Constatant l’évaporation d’une partie des catholiques  vers « de nouveaux et répandus groupes religieux », -allusion soft aux Eglises évangéliques, souvent qualifiées de « sectes » par des responsables de l’Eglise catholique-, et la multiplication de « ceux qui sont désormais sans Dieu, en théorie ou en pratique », le pape a plaidé pour une Eglise « simple » qui n’ait pas peur « de sortir dans leur nuit, de croiser leur route, de s’insérer dans leurs conversations ».

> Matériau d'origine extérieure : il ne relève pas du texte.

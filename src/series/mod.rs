//! Pure time-series reshaping: window resolution, reconciliation of power
//! pairs, merging of independent sensor series and display statistics.

pub mod aggregate;
pub mod merge;
pub mod reconcile;
pub mod window;

pub use aggregate::{aggregate, INTERVAL_HOURS};
pub use merge::{merge_samples, split_by_entity};
pub use reconcile::{reconcile, ReconcilePolicy};
pub use window::{resolve_window, QueryWindow, TimeRange};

 Mais dans cet éloignement de la transcendance, il a aussi mis en cause la "mondialisation" et ses effets dévastateurs : "la perte du sens de la vie, la solitude, la violence, la fracture des familles, la drogue, l'alcool, le sexe", autant de "prisons supplémentaires"

Il n'en a pas moins demandé aux catholiques d'être "fermes sur leurs valeurs éthiques" et s'il le faut "d'aller à contre-courant". 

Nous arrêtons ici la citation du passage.